In short, let those who believe that their material life is improved by having an undergraduate degree attend universities and make them pay for it, relieving the tax burden on the average citizen. Force industry to undertake training for their future employees. Let a future mandarinate apprentice itself to the holders of research fellowships at Oxbridge.
These children's crusades against the use of the wrong words are becoming a regular feature of life at the university. The youngest tutor at my old college was one of the most vociferous in condemning the "imperialism" of the Revd Prof Nigel Biggar about a year ago, if you remember that story. Good for him. But if he has the right to exercise his academic freedom of speech, I also have the right to amend the bequests in my will. With hindsight, indeed, we can look back on Oxford's campaign, starting in the 1980s, to tap alumni for endowments in the way that the Ivy League does, as a historical phase which has now passed. No-one will give any substantial amount of money to an institution where one's opinions are liable to be subjected to posthumous scrutiny, and to be condemned for breaching future tenets of political correctness whose nature we cannot, today, even imagine.

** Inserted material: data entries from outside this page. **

//! Model fallback ladder
//!
//! Candidates are tried best first through the gateway, so each
//! `provider/model` pair has its own circuit. The first response that passes
//! the [`ResponseValidator`] wins; an invalid response counts as a failure of
//! that candidate. When no model answers, [`Orchestrator::answer`] falls back
//! to the facts-only template.

use crate::enrichment::EnrichmentResult;
use crate::error::{EngineError, ProviderError, Result};
use crate::fallback::first_success;
use crate::gateway::ProviderGateway;
use crate::intent::Intent;
use crate::prompt::ModelRequest;
use crate::template::TemplateResponder;
use crate::validator::ResponseValidator;
use finq_llm::{CompletionResponse, LLMProvider};
use serde::Serialize;
use std::fmt;
use std::sync::Arc;
use std::time::Duration;
use tracing::{info, warn};

/// One model on one provider
#[derive(Clone)]
pub struct ModelCandidate {
    provider: Arc<dyn LLMProvider>,
    model: String,
}

impl fmt::Debug for ModelCandidate {
    fn fmt(&self, f: &mut fmt::Formatter<'_>) -> fmt::Result {
        f.write_str(&self.id())
    }
}

impl ModelCandidate {
    /// Pair a provider with a model it serves
    pub fn new(provider: Arc<dyn LLMProvider>, model: impl Into<String>) -> Self {
        Self {
            provider,
            model: model.into(),
        }
    }

    /// `provider/model`, also the circuit breaker key
    pub fn id(&self) -> String {
        format!("{}/{}", self.provider.name(), self.model)
    }

    /// Model name
    pub fn model(&self) -> &str {
        &self.model
    }

    /// Whether the provider takes native tool definitions
    pub fn supports_tools(&self) -> bool {
        self.provider.supports_tools()
    }
}

/// Where an answer came from
#[derive(Debug, Clone, Copy, PartialEq, Eq, Serialize)]
#[serde(rename_all = "snake_case")]
pub enum SourceTag {
    /// A language model
    Model,
    /// The facts-only template
    Template,
    /// A user-visible failure (apology)
    Error,
}

impl SourceTag {
    /// Lowercase name
    pub fn as_str(self) -> &'static str {
        match self {
            Self::Model => "model",
            Self::Template => "template",
            Self::Error => "error",
        }
    }
}

impl fmt::Display for SourceTag {
    fn fmt(&self, f: &mut fmt::Formatter<'_>) -> fmt::Result {
        f.write_str(self.as_str())
    }
}

/// A validated completion and the candidate that produced it
#[derive(Debug, Clone)]
pub struct ModelReply {
    /// `provider/model` of the winner
    pub candidate: String,
    /// Raw completion
    pub response: CompletionResponse,
}

/// Final text of the fallback ladder
#[derive(Debug, Clone, PartialEq, Serialize)]
pub struct ModelResponse {
    /// Answer text
    pub text: String,
    /// Winning candidate, if a model answered
    pub model: Option<String>,
    /// Provenance
    pub source: SourceTag,
}

/// Tries model candidates in order
pub struct Orchestrator {
    gateway: ProviderGateway,
    candidates: Vec<ModelCandidate>,
    validator: ResponseValidator,
    template: TemplateResponder,
    timeout: Duration,
}

impl fmt::Debug for Orchestrator {
    fn fmt(&self, f: &mut fmt::Formatter<'_>) -> fmt::Result {
        f.debug_struct("Orchestrator")
            .field("candidates", &self.candidates)
            .field("timeout", &self.timeout)
            .finish_non_exhaustive()
    }
}

impl Orchestrator {
    /// Create an orchestrator; `candidates` are ordered best first
    pub fn new(
        gateway: ProviderGateway,
        candidates: Vec<ModelCandidate>,
        validator: ResponseValidator,
        timeout: Duration,
    ) -> Self {
        Self {
            gateway,
            candidates,
            validator,
            template: TemplateResponder::new(),
            timeout,
        }
    }

    /// Candidate ids, best first
    pub fn candidates(&self) -> Vec<String> {
        self.candidates.iter().map(ModelCandidate::id).collect()
    }

    /// Template used when every model fails
    pub fn template(&self) -> &TemplateResponder {
        &self.template
    }

    /// Validator applied to model text
    pub fn validator(&self) -> &ResponseValidator {
        &self.validator
    }

    /// First validated completion from the candidate list
    ///
    /// A response carrying a tool call is valid regardless of its text.
    pub async fn complete(&self, request: &ModelRequest) -> Result<ModelReply> {
        match first_success(&self.candidates, |c| self.try_candidate(c, request)).await {
            Ok((index, reply)) => {
                info!(model = %reply.candidate, fallbacks = index, "Model answered");
                Ok(reply)
            }
            Err(failures) => {
                warn!(attempts = failures.len(), "Every model candidate failed");
                Err(EngineError::AllProvidersExhausted {
                    attempts: failures.len(),
                    failures,
                })
            }
        }
    }

    async fn try_candidate(
        &self,
        candidate: &ModelCandidate,
        request: &ModelRequest,
    ) -> std::result::Result<ModelReply, ProviderError> {
        let label = candidate.id();
        let mut request = request.retarget(candidate.model());
        if !candidate.supports_tools() && !request.tools().is_empty() {
            request = request.with_tools(Vec::new());
        }
        let completion = request.to_completion();

        let call = async {
            candidate
                .provider
                .complete(completion)
                .await
                .map_err(|e| ProviderError::from_llm(&label, e))
        };
        let outcome = self
            .gateway
            .call_validated(&label, self.timeout, call, |response: &CompletionResponse| {
                if response.tool_call().is_some() {
                    return Ok(());
                }
                self.validator.validate(&response.text()).map_err(|r| r.to_string())
            })
            .await;

        match outcome {
            Ok(response) => Ok(ModelReply {
                candidate: label,
                response,
            }),
            Err(e) => {
                warn!(model = %label, error = %e, "Model candidate failed");
                Err(e)
            }
        }
    }

    /// Model answer, or the facts-only template when no model answers
    pub async fn answer(&self, request: &ModelRequest, intent: &Intent, facts: &EnrichmentResult) -> ModelResponse {
        match self.complete(request).await {
            Ok(reply) => ModelResponse {
                text: reply.response.text().trim().to_string(),
                model: Some(reply.candidate),
                source: SourceTag::Model,
            },
            Err(e) => {
                info!(error = %e, facts = facts.len(), "Falling back to template answer");
                ModelResponse {
                    text: self.template.respond(intent, facts),
                    model: None,
                    source: SourceTag::Template,
                }
            }
        }
    }
}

When I was in Oxford for the past Michaelmas Term, I was pleasantly surprised to hear concern about free speech from students. And I felt more comfortable sharing my decidedly right-of-center views than I expected. I had expected that I needed to shut up.
And then Steve Bannon was allowed to speak at the Oxford Union without too much mayhem.
I wonder if Oxford has taken a good look at SJW hatred of free speech and genuine academic freedom and patiently but firmly said, "No."
Wishful thinking on my part?
Eduard (sic) Fraenkel was a great scholar, to whom all those interested in the classics are indebted. he was also a serial groper of young women, as the philosopher Mary Warnock and the classicist Mary Beard have testified. Human beings are imperfect.
Mark, the real test will be if Milo Yiannopoulos is allowed to speak there. He has been banned from universities in the US by the liberal fascists.
My information is that Fraenkel was a stroker of arms and that women tutors sent their brightest girls to him with the admonition "He'll probably paw you a bit but it'll be worth it".
By contrast one can see speeches by Jacob Rees-Mogg, Sir Roger Scruton and Jordan Peterson at the Oxford Union on youtube. Judging by the questions afterwards they were all treated with respect; so all is not lost.